- _Task description_: The number of lines in the records that include "Conflict" is all you should give.

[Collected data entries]
- Opening Delimiter -

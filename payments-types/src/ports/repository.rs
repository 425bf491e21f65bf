//! Repository port traits.
//!
//! These are the primary ports in our hexagonal architecture.
//! Adapters (SQLite, Postgres, in-memory test doubles) implement them.

use crate::domain::{DetailId, SearchFilter, Transaction, TransactionDetail, TransactionId};
use crate::error::RepoError;

/// Storage for transaction headers.
#[async_trait::async_trait]
pub trait TransactionStore: Send + Sync + 'static {
    /// Persists a new transaction.
    async fn add_transaction(&self, tx: &Transaction) -> Result<(), RepoError>;

    /// Gets a transaction by ID.
    async fn get_transaction(&self, id: TransactionId) -> Result<Option<Transaction>, RepoError>;

    /// Replaces a stored transaction.
    ///
    /// The write only succeeds when the stored `version` still equals
    /// `tx.version`; otherwise `RepoError::Conflict` is returned. On success
    /// the stored copy (with its bumped version) is returned.
    async fn update_transaction(&self, tx: &Transaction) -> Result<Transaction, RepoError>;

    /// Returns every transaction matching the filter, oldest first.
    async fn query_transactions(&self, filter: &SearchFilter)
    -> Result<Vec<Transaction>, RepoError>;

    /// Checks that the backing store answers. Used by readiness probes.
    async fn ping(&self) -> Result<(), RepoError> {
        Ok(())
    }
}

/// Storage for the lifecycle events of transactions.
#[async_trait::async_trait]
pub trait TransactionDetailStore: Send + Sync + 'static {
    /// Appends a detail row.
    async fn add_detail(&self, detail: &TransactionDetail) -> Result<(), RepoError>;

    /// Gets a detail row by ID.
    async fn get_detail(&self, id: DetailId) -> Result<Option<TransactionDetail>, RepoError>;

    /// Replaces a stored detail row.
    async fn update_detail(&self, detail: &TransactionDetail) -> Result<(), RepoError>;

    /// Returns the details of all given transactions in one round trip.
    async fn details_for_transactions(
        &self,
        ids: &[TransactionId],
    ) -> Result<Vec<TransactionDetail>, RepoError>;
}

/// Everything the payment service needs from storage.
///
/// The lifecycle writes below MUST be atomic: the transaction row and its
/// detail are stored together or not at all.
#[async_trait::async_trait]
pub trait PaymentStore: TransactionStore + TransactionDetailStore {
    /// Inserts a new transaction together with its `Sale` detail.
    async fn record_sale(
        &self,
        tx: &Transaction,
        detail: &TransactionDetail,
    ) -> Result<(), RepoError>;

    /// Version-checked update of `tx` plus the reversal detail.
    ///
    /// Fails with `RepoError::Conflict` (stale version) or
    /// `RepoError::NotFound` exactly like [`TransactionStore::update_transaction`],
    /// leaving the store untouched. On success the stored copy is returned.
    async fn apply_reversal(
        &self,
        tx: &Transaction,
        detail: &TransactionDetail,
    ) -> Result<Transaction, RepoError>;
}
//! SQLite repository adapter.
#![allow(clippy::collapsible_if)]

use async_trait::async_trait;
use sqlx::sqlite::{SqliteConnectOptions, SqlitePoolOptions};
use sqlx::{Executor, QueryBuilder, Sqlite, SqlitePool};
use std::str::FromStr;

use payments_types::{
    DetailId, PaymentStore, RepoError, SearchFilter, Transaction, TransactionDetail,
    TransactionDetailStore, TransactionId, TransactionStore,
};

use crate::types::{SqliteDetailRow, SqliteTransactionRow, encode_sqlite_date};

const TRANSACTION_COLUMNS: &str = "id, bank_id, total_amount, net_amount, status, order_reference, transaction_date, version";
const DETAIL_COLUMNS: &str = "id, transaction_id, transaction_type, status, amount";

// ─────────────────────────────────────────────────────────────────────────────
// SQLite Repository
// ─────────────────────────────────────────────────────────────────────────────

/// SQLite repository implementation.
pub struct SqliteRepo {
    pool: SqlitePool,
}

fn is_in_memory(database_url: &str) -> bool {
    database_url.contains(":memory:") || database_url.contains("mode=memory")
}

impl SqliteRepo {
    /// Creates a new SQLite repository with automatic migration.
    pub async fn new(database_url: &str) -> anyhow::Result<Self> {
        // Ensure on-disk SQLite target directory exists (no-op for in-memory).
        if let Some(path) = database_url.strip_prefix("sqlite://") {
            let path = path.split('?').next().unwrap_or(path);
            if path != ":memory:" {
                if let Some(parent) = std::path::Path::new(path).parent() {
                    if !parent.as_os_str().is_empty() {
                        tokio::fs::create_dir_all(parent).await?;
                    }
                }
            }
        }

        let options = SqliteConnectOptions::from_str(database_url)?.create_if_missing(true);

        // Every in-memory connection is its own database; keep exactly one.
        let pool_options = if is_in_memory(database_url) {
            SqlitePoolOptions::new()
                .max_connections(1)
                .idle_timeout(None)
                .max_lifetime(None)
        } else {
            SqlitePoolOptions::new()
        };
        let pool = pool_options.connect_with(options).await?;

        let repo = Self { pool };
        repo.create_schema().await?;
        Ok(repo)
    }

    /// Returns a reference to the connection pool.
    pub fn pool(&self) -> &SqlitePool {
        &self.pool
    }

    /// Creates the database schema.
    pub async fn create_schema(&self) -> Result<(), RepoError> {
        let ddl = include_str!("../migrations/0001_create_tables.sql");
        sqlx::query(ddl)
            .execute(&self.pool)
            .await
            .map_err(|e| RepoError::Database(e.to_string()))?;
        Ok(())
    }
}

// ─────────────────────────────────────────────────────────────────────────────
// Statements shared by single writes and atomic lifecycle writes
// ─────────────────────────────────────────────────────────────────────────────

async fn insert_transaction<'c, E>(exec: E, tx: &Transaction) -> Result<(), RepoError>
where
    E: Executor<'c, Database = Sqlite>,
{
    sqlx::query(
        r#"INSERT INTO transactions (id, bank_id, total_amount, net_amount, status, order_reference, transaction_date, version)
           VALUES (?, ?, ?, ?, ?, ?, ?, ?)"#,
    )
    .bind(tx.id.to_string())
    .bind(&tx.bank_id)
    .bind(tx.total_amount.to_string())
    .bind(tx.net_amount.to_string())
    .bind(tx.status.as_str())
    .bind(&tx.order_reference)
    .bind(encode_sqlite_date(tx.transaction_date))
    .bind(tx.version)
    .execute(exec)
    .await
    .map_err(|e| RepoError::Database(e.to_string()))?;

    Ok(())
}

async fn insert_detail<'c, E>(exec: E, detail: &TransactionDetail) -> Result<(), RepoError>
where
    E: Executor<'c, Database = Sqlite>,
{
    sqlx::query(
        r#"INSERT INTO transaction_details (id, transaction_id, transaction_type, status, amount)
           VALUES (?, ?, ?, ?, ?)"#,
    )
    .bind(detail.id.to_string())
    .bind(detail.transaction_id.to_string())
    .bind(detail.transaction_type.as_str())
    .bind(detail.status.as_str())
    .bind(detail.amount.to_string())
    .execute(exec)
    .await
    .map_err(|e| RepoError::Database(e.to_string()))?;

    Ok(())
}

/// Writes `tx` only if the stored version still equals `tx.version`.
/// Returns `false` when no row matched.
async fn compare_and_swap<'c, E>(exec: E, tx: &Transaction) -> Result<bool, RepoError>
where
    E: Executor<'c, Database = Sqlite>,
{
    let result = sqlx::query(
        r#"UPDATE transactions
           SET bank_id = ?, total_amount = ?, net_amount = ?, status = ?, order_reference = ?,
               transaction_date = ?, version = version + 1
           WHERE id = ? AND version = ?"#,
    )
    .bind(&tx.bank_id)
    .bind(tx.total_amount.to_string())
    .bind(tx.net_amount.to_string())
    .bind(tx.status.as_str())
    .bind(&tx.order_reference)
    .bind(encode_sqlite_date(tx.transaction_date))
    .bind(tx.id.to_string())
    .bind(tx.version)
    .execute(exec)
    .await
    .map_err(|e| RepoError::Database(e.to_string()))?;

    Ok(result.rows_affected() > 0)
}

fn bumped(tx: &Transaction) -> Transaction {
    Transaction {
        version: tx.version + 1,
        ..tx.clone()
    }
}

impl SqliteRepo {
    /// Tells a stale version apart from a missing row after a failed swap.
    async fn rejected_update(&self, tx: &Transaction) -> RepoError {
        match self.get_transaction(tx.id).await {
            Ok(Some(_)) => {
                tracing::warn!(transaction_id = %tx.id, version = tx.version, "Stale transaction update rejected");
                RepoError::Conflict(format!(
                    "Transaction {} was modified concurrently",
                    tx.id
                ))
            }
            Ok(None) => RepoError::NotFound,
            Err(e) => e,
        }
    }
}

// ─────────────────────────────────────────────────────────────────────────────
// Transaction store
// ─────────────────────────────────────────────────────────────────────────────

#[async_trait]
impl TransactionStore for SqliteRepo {
    async fn add_transaction(&self, tx: &Transaction) -> Result<(), RepoError> {
        insert_transaction(&self.pool, tx).await
    }

    async fn get_transaction(&self, id: TransactionId) -> Result<Option<Transaction>, RepoError> {
        let sql = format!("SELECT {} FROM transactions WHERE id = ?", TRANSACTION_COLUMNS);
        let row: Option<SqliteTransactionRow> = sqlx::query_as(&sql)
            .bind(id.to_string())
            .fetch_optional(&self.pool)
            .await
            .map_err(|e| RepoError::Database(e.to_string()))?;

        row.map(SqliteTransactionRow::into_domain).transpose()
    }

    async fn update_transaction(&self, tx: &Transaction) -> Result<Transaction, RepoError> {
        if !compare_and_swap(&self.pool, tx).await? {
            return Err(self.rejected_update(tx).await);
        }
        Ok(bumped(tx))
    }

    async fn query_transactions(
        &self,
        filter: &SearchFilter,
    ) -> Result<Vec<Transaction>, RepoError> {
        let mut qb: QueryBuilder<Sqlite> = QueryBuilder::new(format!(
            "SELECT {} FROM transactions WHERE 1 = 1",
            TRANSACTION_COLUMNS
        ));

        if let Some(bank_id) = &filter.bank_id {
            qb.push(" AND bank_id = ").push_bind(bank_id.clone());
        }
        if let Some(status) = filter.status {
            qb.push(" AND status = ").push_bind(status.as_str());
        }
        if let Some(order_reference) = &filter.order_reference {
            qb.push(" AND order_reference = ")
                .push_bind(order_reference.clone());
        }
        if let Some(start) = filter.start_date {
            qb.push(" AND transaction_date >= ")
                .push_bind(encode_sqlite_date(start));
        }
        if let Some(end) = filter.end_date {
            qb.push(" AND transaction_date <= ")
                .push_bind(encode_sqlite_date(end));
        }
        qb.push(" ORDER BY transaction_date ASC");

        let rows: Vec<SqliteTransactionRow> = qb
            .build_query_as()
            .fetch_all(&self.pool)
            .await
            .map_err(|e| RepoError::Database(e.to_string()))?;

        rows.into_iter()
            .map(SqliteTransactionRow::into_domain)
            .collect()
    }

    async fn ping(&self) -> Result<(), RepoError> {
        sqlx::query("SELECT 1")
            .execute(&self.pool)
            .await
            .map_err(|e| RepoError::Database(e.to_string()))?;
        Ok(())
    }
}

// ─────────────────────────────────────────────────────────────────────────────
// Detail store
// ─────────────────────────────────────────────────────────────────────────────

#[async_trait]
impl TransactionDetailStore for SqliteRepo {
    async fn add_detail(&self, detail: &TransactionDetail) -> Result<(), RepoError> {
        insert_detail(&self.pool, detail).await
    }

    async fn get_detail(&self, id: DetailId) -> Result<Option<TransactionDetail>, RepoError> {
        let sql = format!(
            "SELECT {} FROM transaction_details WHERE id = ?",
            DETAIL_COLUMNS
        );
        let row: Option<SqliteDetailRow> = sqlx::query_as(&sql)
            .bind(id.to_string())
            .fetch_optional(&self.pool)
            .await
            .map_err(|e| RepoError::Database(e.to_string()))?;

        row.map(SqliteDetailRow::into_domain).transpose()
    }

    async fn update_detail(&self, detail: &TransactionDetail) -> Result<(), RepoError> {
        let result = sqlx::query(
            r#"UPDATE transaction_details
               SET transaction_id = ?, transaction_type = ?, status = ?, amount = ?
               WHERE id = ?"#,
        )
        .bind(detail.transaction_id.to_string())
        .bind(detail.transaction_type.as_str())
        .bind(detail.status.as_str())
        .bind(detail.amount.to_string())
        .bind(detail.id.to_string())
        .execute(&self.pool)
        .await
        .map_err(|e| RepoError::Database(e.to_string()))?;

        if result.rows_affected() == 0 {
            return Err(RepoError::NotFound);
        }
        Ok(())
    }

    async fn details_for_transactions(
        &self,
        ids: &[TransactionId],
    ) -> Result<Vec<TransactionDetail>, RepoError> {
        if ids.is_empty() {
            return Ok(Vec::new());
        }

        let mut qb: QueryBuilder<Sqlite> = QueryBuilder::new(format!(
            "SELECT {} FROM transaction_details WHERE transaction_id IN (",
            DETAIL_COLUMNS
        ));
        let mut separated = qb.separated(", ");
        for id in ids {
            separated.push_bind(id.to_string());
        }
        separated.push_unseparated(") ORDER BY rowid ASC");

        let rows: Vec<SqliteDetailRow> = qb
            .build_query_as()
            .fetch_all(&self.pool)
            .await
            .map_err(|e| RepoError::Database(e.to_string()))?;

        rows.into_iter().map(SqliteDetailRow::into_domain).collect()
    }
}

// ─────────────────────────────────────────────────────────────────────────────
// Lifecycle writes (atomic)
// ─────────────────────────────────────────────────────────────────────────────

#[async_trait]
impl PaymentStore for SqliteRepo {
    async fn record_sale(
        &self,
        tx: &Transaction,
        detail: &TransactionDetail,
    ) -> Result<(), RepoError> {
        let mut db_tx = self
            .pool
            .begin()
            .await
            .map_err(|e| RepoError::Transaction(e.to_string()))?;

        insert_transaction(&mut *db_tx, tx).await?;
        insert_detail(&mut *db_tx, detail).await?;

        db_tx
            .commit()
            .await
            .map_err(|e| RepoError::Transaction(e.to_string()))
    }

    async fn apply_reversal(
        &self,
        tx: &Transaction,
        detail: &TransactionDetail,
    ) -> Result<Transaction, RepoError> {
        let mut db_tx = self
            .pool
            .begin()
            .await
            .map_err(|e| RepoError::Transaction(e.to_string()))?;

        if !compare_and_swap(&mut *db_tx, tx).await? {
            // Release the connection before looking the row up again.
            db_tx
                .rollback()
                .await
                .map_err(|e| RepoError::Transaction(e.to_string()))?;
            return Err(self.rejected_update(tx).await);
        }
        insert_detail(&mut *db_tx, detail).await?;

        db_tx
            .commit()
            .await
            .map_err(|e| RepoError::Transaction(e.to_string()))?;

        Ok(bumped(tx))
    }
}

- Closing Delimiter -

- _Solution for this exercise_: 3